SOURCE MATERIAL
--------------------------------

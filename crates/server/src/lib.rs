// SPDX-License-Identifier: MIT
// Copyright (c) 2026 Alfred Jean LLC

//! finetrack-server: reference HTTP service for the finetrack sync protocol.
//!
//! Holds the canonical fine collection in memory and optionally mirrors it
//! to a JSON file after every mutation.

pub mod server;
pub mod state;

pub use server::{router, run, serve};
pub use state::{ServerState, StateError};
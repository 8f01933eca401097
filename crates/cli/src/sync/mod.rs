// SPDX-License-Identifier: MIT
// Copyright (c) 2026 Alfred Jean LLC

//! Remote sync for the fine collection.
//!
//! Talks to the finetrack HTTP service and replays mutations made while it
//! was unreachable.
//!
//! # Architecture
//!
//! ```text
//! ┌──────────────┐     ┌─────────────┐     ┌─────────────┐
//! │ Synchronizer │────►│   Remote    │────►│    Fine     │
//! │              │◄────│   (trait)   │◄────│   Service   │
//! └──────────────┘     └─────────────┘     └─────────────┘
//!        │
//!        ├──────────────► RecordStore   (local, authoritative)
//!        ▼
//! ┌──────────────┐
//! │ PendingQueue │  (offline mutations)
//! └──────────────┘
//! ```
//!
//! # Features
//!
//! - REST client over reqwest with timeouts and bearer auth
//! - Local-first mutations with FIFO replay
//! - Remote-wins refresh after each replay
//! - Injectable remote trait for testing

mod http;
mod remote;
mod synchronizer;

pub use http::HttpRemote;
pub use remote::{Remote, RemoteError, RemoteFuture, RemoteResult};
pub use synchronizer::{SyncReport, Synchronizer};

#[cfg(test)]
pub(crate) mod test_helpers;
// SPDX-License-Identifier: MIT
// Copyright (c) 2026 Alfred Jean LLC

//! Reconciliation between the local record store and the remote service.
//!
//! Local state is authoritative for the user's view. Every mutation lands
//! locally first and is then forwarded to the remote, or queued for replay
//! when the remote cannot take it right now.

use finetrack_core::{Fine, PendingOp};
use tracing::{debug, info, warn};

use super::http::HttpRemote;
use super::remote::{Remote, RemoteResult};
use crate::error::Result;
use crate::storage::{PendingQueue, RecordStore};

/// Outcome of a [`Synchronizer::resync`] pass.
#[derive(Debug, Clone, Copy, Default, PartialEq, Eq)]
pub struct SyncReport {
    /// Whether the remote answered the reachability probe.
    pub reachable: bool,
    /// Queued operations the remote accepted.
    pub applied: usize,
    /// Queued operations still waiting.
    pub retained: usize,
    /// Fines in the local store after the final pull.
    pub pulled: usize,
}

/// Keeps the local store and the remote service in step.
pub struct Synchronizer<R: Remote = HttpRemote> {
    store: RecordStore,
    queue: PendingQueue,
    remote: R,
}

impl<R: Remote> Synchronizer<R> {
    pub fn new(store: RecordStore, queue: PendingQueue, remote: R) -> Self {
        Synchronizer {
            store,
            queue,
            remote,
        }
    }

    pub fn store(&self) -> &RecordStore {
        &self.store
    }

    pub fn queue(&self) -> &PendingQueue {
        &self.queue
    }

    pub fn remote(&self) -> &R {
        &self.remote
    }

    /// Number of mutations waiting for the remote.
    pub fn pending_count(&self) -> usize {
        self.queue.len()
    }

    /// Refresh the local store from the remote.
    ///
    /// The remote copy replaces the local one wholesale. When the remote is
    /// unreachable or the fetch fails, the local copy is returned unchanged.
    pub async fn pull(&self) -> Result<Vec<Fine>> {
        if !self.remote.is_reachable() {
            debug!("remote unreachable, serving local fines");
            return Ok(self.store.load());
        }

        match self.remote.load_fines().await {
            Ok(fines) => {
                self.store.save_all(&fines)?;
                debug!(count = fines.len(), "pulled fines from remote");
                Ok(fines)
            }
            Err(e) => {
                warn!(error = %e, "failed to load fines from remote, using local data");
                Ok(self.store.load())
            }
        }
    }

    /// Apply a mutation locally, then forward it or queue it.
    ///
    /// Returns the resulting local fine for adds and updates. A mutation that
    /// fails locally (an update of an unknown id, a storage error) goes
    /// nowhere else. Remote failures are absorbed by queueing.
    pub async fn push_mutation(&self, op: PendingOp) -> Result<Option<Fine>> {
        let local = self.apply_local(&op)?;

        // Replay order must match local order, so nothing jumps the queue.
        if !self.queue.is_empty() {
            debug!(kind = op.kind(), id = op.fine_id(), "earlier operations pending, queueing");
            self.queue.enqueue(op)?;
            return Ok(local);
        }

        if !self.remote.is_reachable() {
            debug!(kind = op.kind(), id = op.fine_id(), "remote unreachable, queueing");
            self.queue.enqueue(op)?;
            return Ok(local);
        }

        if let Err(e) = apply_remote(&self.remote, &op).await {
            warn!(
                kind = op.kind(),
                id = op.fine_id(),
                error = %e,
                "remote rejected mutation, queued for sync"
            );
            self.queue.enqueue(op)?;
        }

        Ok(local)
    }

    /// Replay the queue and refresh from the remote.
    ///
    /// Does nothing beyond a reachability probe when the remote is down.
    pub async fn resync(&self) -> Result<SyncReport> {
        if !self.remote.probe().await {
            info!(pending = self.queue.len(), "remote unreachable, skipping sync");
            return Ok(SyncReport {
                reachable: false,
                retained: self.queue.len(),
                ..SyncReport::default()
            });
        }

        let remote = &self.remote;
        let drained = self
            .queue
            .drain(|op| async move { apply_remote(remote, &op).await })
            .await?;
        let fines = self.pull().await?;

        info!(
            applied = drained.applied,
            retained = drained.retained,
            pulled = fines.len(),
            "sync complete"
        );
        Ok(SyncReport {
            reachable: true,
            applied: drained.applied,
            retained: drained.retained,
            pulled: fines.len(),
        })
    }

    fn apply_local(&self, op: &PendingOp) -> Result<Option<Fine>> {
        match op {
            PendingOp::Add(fine) => Ok(Some(self.store.add(fine.clone())?)),
            PendingOp::Update { id, updates } => Ok(Some(self.store.update(id, updates)?)),
            PendingOp::Delete { id } => {
                self.store.delete(id)?;
                Ok(None)
            }
        }
    }
}

/// Send one mutation to the remote.
///
/// A delete of an id the remote no longer has is treated as done.
async fn apply_remote<R: Remote + ?Sized>(remote: &R, op: &PendingOp) -> RemoteResult<()> {
    match op {
        // A 409 means an earlier attempt reached the server after all
        PendingOp::Add(fine) => match remote.add_fine(fine).await {
            Err(e) if e.status() == Some(409) => {
                debug!(id = %fine.id, "remote already has fine");
                Ok(())
            }
            other => other.map(|_| ()),
        },
        PendingOp::Update { id, updates } => remote.update_fine(id, updates).await.map(|_| ()),
        PendingOp::Delete { id } => match remote.delete_fine(id).await {
            Err(e) if e.status() == Some(404) => {
                debug!(id = %id, "remote already deleted fine");
                Ok(())
            }
            other => other,
        },
    }
}

#[cfg(test)]
#[path = "synchronizer_tests.rs"]
mod tests;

--------------------------------

Extract all of the data above and output it character for character.

ANSWER BOX
filename crates/server/src/lib.rs
// SPDX-License-Identifier: MIT
// Copyright (c) 2026 Alfred Jean LLC

//! finetrack-server: reference HTTP service for the finetrack sync protocol.
//!
//! Holds the canonical fine collection in memory and optionally mirrors it
//! to a JSON file after every mutation.

pub mod server;
pub mod state;

pub use server::{router, run, serve};
pub use state::{ServerState, StateError};
repository 8f01933eca401097
filename crates/cli/src/sync/mod.rs
// SPDX-License-Identifier: MIT
// Copyright (c) 2026 Alfred Jean LLC

//! Remote sync for the fine collection.
//!
//! Talks to the finetrack HTTP service and replays mutations made while it
//! was unreachable.
//!
//! # Architecture
//!
//! ```text
//! ┌──────────────┐     ┌─────────────┐     ┌─────────────┐
//! │ Synchronizer │────►│   Remote    │────►│    Fine     │
//! │              │◄────│   (trait)   │◄────│   Service   │
//! └──────────────┘     └─────────────┘     └─────────────┘
//!        │
//!        ├──────────────► RecordStore   (local, authoritative)
//!        ▼
//! ┌──────────────┐
//! │ PendingQueue │  (offline mutations)
//! └──────────────┘
//! ```
//!
//! # Features
//!
//! - REST client over reqwest with timeouts and bearer auth
//! - Local-first mutations with FIFO replay
//! - Remote-wins refresh after each replay
//! - Injectable remote trait for testing

mod http;
mod remote;
mod synchronizer;

pub use http::HttpRemote;
pub use remote::{Remote, RemoteError, RemoteFuture, RemoteResult};
pub use synchronizer::{SyncReport, Synchronizer};

#[cfg(test)]
pub(crate) mod test_helpers;
// SPDX-License-Identifier: MIT
// Copyright (c) 2026 Alfred Jean LLC

//! Reconciliation between the local record store and the remote service.
//!
//! Local state is authoritative for the user's view. Every mutation lands
//! locally first and is then forwarded to the remote, or queued for replay
//! when the remote cannot take it right now.

use finetrack_core::{Fine, PendingOp};
use tracing::{debug, info, warn};

use super::http::HttpRemote;
use super::remote::{Remote, RemoteResult};
use crate::error::Result;
use crate::storage::{PendingQueue, RecordStore};

/// Outcome of a [`Synchronizer::resync`] pass.
#[derive(Debug, Clone, Copy, Default, PartialEq, Eq)]
pub struct SyncReport {
    /// Whether the remote answered the reachability probe.
    pub reachable: bool,
    /// Queued operations the remote accepted.
    pub applied: usize,
    /// Queued operations still waiting.
    pub retained: usize,
    /// Fines in the local store after the final pull.
    pub pulled: usize,
}

/// Keeps the local store and the remote service in step.
pub struct Synchronizer<R: Remote = HttpRemote> {
    store: RecordStore,
    queue: PendingQueue,
    remote: R,
}

impl<R: Remote> Synchronizer<R> {
    pub fn new(store: RecordStore, queue: PendingQueue, remote: R) -> Self {
        Synchronizer {
            store,
            queue,
            remote,
        }
    }

    pub fn store(&self) -> &RecordStore {
        &self.store
    }

    pub fn queue(&self) -> &PendingQueue {
        &self.queue
    }

    pub fn remote(&self) -> &R {
        &self.remote
    }

    /// Number of mutations waiting for the remote.
    pub fn pending_count(&self) -> usize {
        self.queue.len()
    }

    /// Refresh the local store from the remote.
    ///
    /// The remote copy replaces the local one wholesale. When the remote is
    /// unreachable or the fetch fails, the local copy is returned unchanged.
    pub async fn pull(&self) -> Result<Vec<Fine>> {
        if !self.remote.is_reachable() {
            debug!("remote unreachable, serving local fines");
            return Ok(self.store.load());
        }

        match self.remote.load_fines().await {
            Ok(fines) => {
                self.store.save_all(&fines)?;
                debug!(count = fines.len(), "pulled fines from remote");
                Ok(fines)
            }
            Err(e) => {
                warn!(error = %e, "failed to load fines from remote, using local data");
                Ok(self.store.load())
            }
        }
    }

    /// Apply a mutation locally, then forward it or queue it.
    ///
    /// Returns the resulting local fine for adds and updates. A mutation that
    /// fails locally (an update of an unknown id, a storage error) goes
    /// nowhere else. Remote failures are absorbed by queueing.
    pub async fn push_mutation(&self, op: PendingOp) -> Result<Option<Fine>> {
        let local = self.apply_local(&op)?;

        // Replay order must match local order, so nothing jumps the queue.
        if !self.queue.is_empty() {
            debug!(kind = op.kind(), id = op.fine_id(), "earlier operations pending, queueing");
            self.queue.enqueue(op)?;
            return Ok(local);
        }

        if !self.remote.is_reachable() {
            debug!(kind = op.kind(), id = op.fine_id(), "remote unreachable, queueing");
            self.queue.enqueue(op)?;
            return Ok(local);
        }

        if let Err(e) = apply_remote(&self.remote, &op).await {
            warn!(
                kind = op.kind(),
                id = op.fine_id(),
                error = %e,
                "remote rejected mutation, queued for sync"
            );
            self.queue.enqueue(op)?;
        }

        Ok(local)
    }

    /// Replay the queue and refresh from the remote.
    ///
    /// Does nothing beyond a reachability probe when the remote is down.
    pub async fn resync(&self) -> Result<SyncReport> {
        if !self.remote.probe().await {
            info!(pending = self.queue.len(), "remote unreachable, skipping sync");
            return Ok(SyncReport {
                reachable: false,
                retained: self.queue.len(),
                ..SyncReport::default()
            });
        }

        let remote = &self.remote;
        let drained = self
            .queue
            .drain(|op| async move { apply_remote(remote, &op).await })
            .await?;
        let fines = self.pull().await?;

        info!(
            applied = drained.applied,
            retained = drained.retained,
            pulled = fines.len(),
            "sync complete"
        );
        Ok(SyncReport {
            reachable: true,
            applied: drained.applied,
            retained: drained.retained,
            pulled: fines.len(),
        })
    }

    fn apply_local(&self, op: &PendingOp) -> Result<Option<Fine>> {
        match op {
            PendingOp::Add(fine) => Ok(Some(self.store.add(fine.clone())?)),
            PendingOp::Update { id, updates } => Ok(Some(self.store.update(id, updates)?)),
            PendingOp::Delete { id } => {
                self.store.delete(id)?;
                Ok(None)
            }
        }
    }
}

/// Send one mutation to the remote.
///
/// A delete of an id the remote no longer has is treated as done.
async fn apply_remote<R: Remote + ?Sized>(remote: &R, op: &PendingOp) -> RemoteResult<()> {
    match op {
        // A 409 means an earlier attempt reached the server after all
        PendingOp::Add(fine) => match remote.add_fine(fine).await {
            Err(e) if e.status() == Some(409) => {
                debug!(id = %fine.id, "remote already has fine");
                Ok(())
            }
            other => other.map(|_| ()),
        },
        PendingOp::Update { id, updates } => remote.update_fine(id, updates).await.map(|_| ()),
        PendingOp::Delete { id } => match remote.delete_fine(id).await {
            Err(e) if e.status() == Some(404) => {
                debug!(id = %id, "remote already deleted fine");
                Ok(())
            }
            other => other,
        },
    }
}

#[cfg(test)]
#[path = "synchronizer_tests.rs"]
mod tests;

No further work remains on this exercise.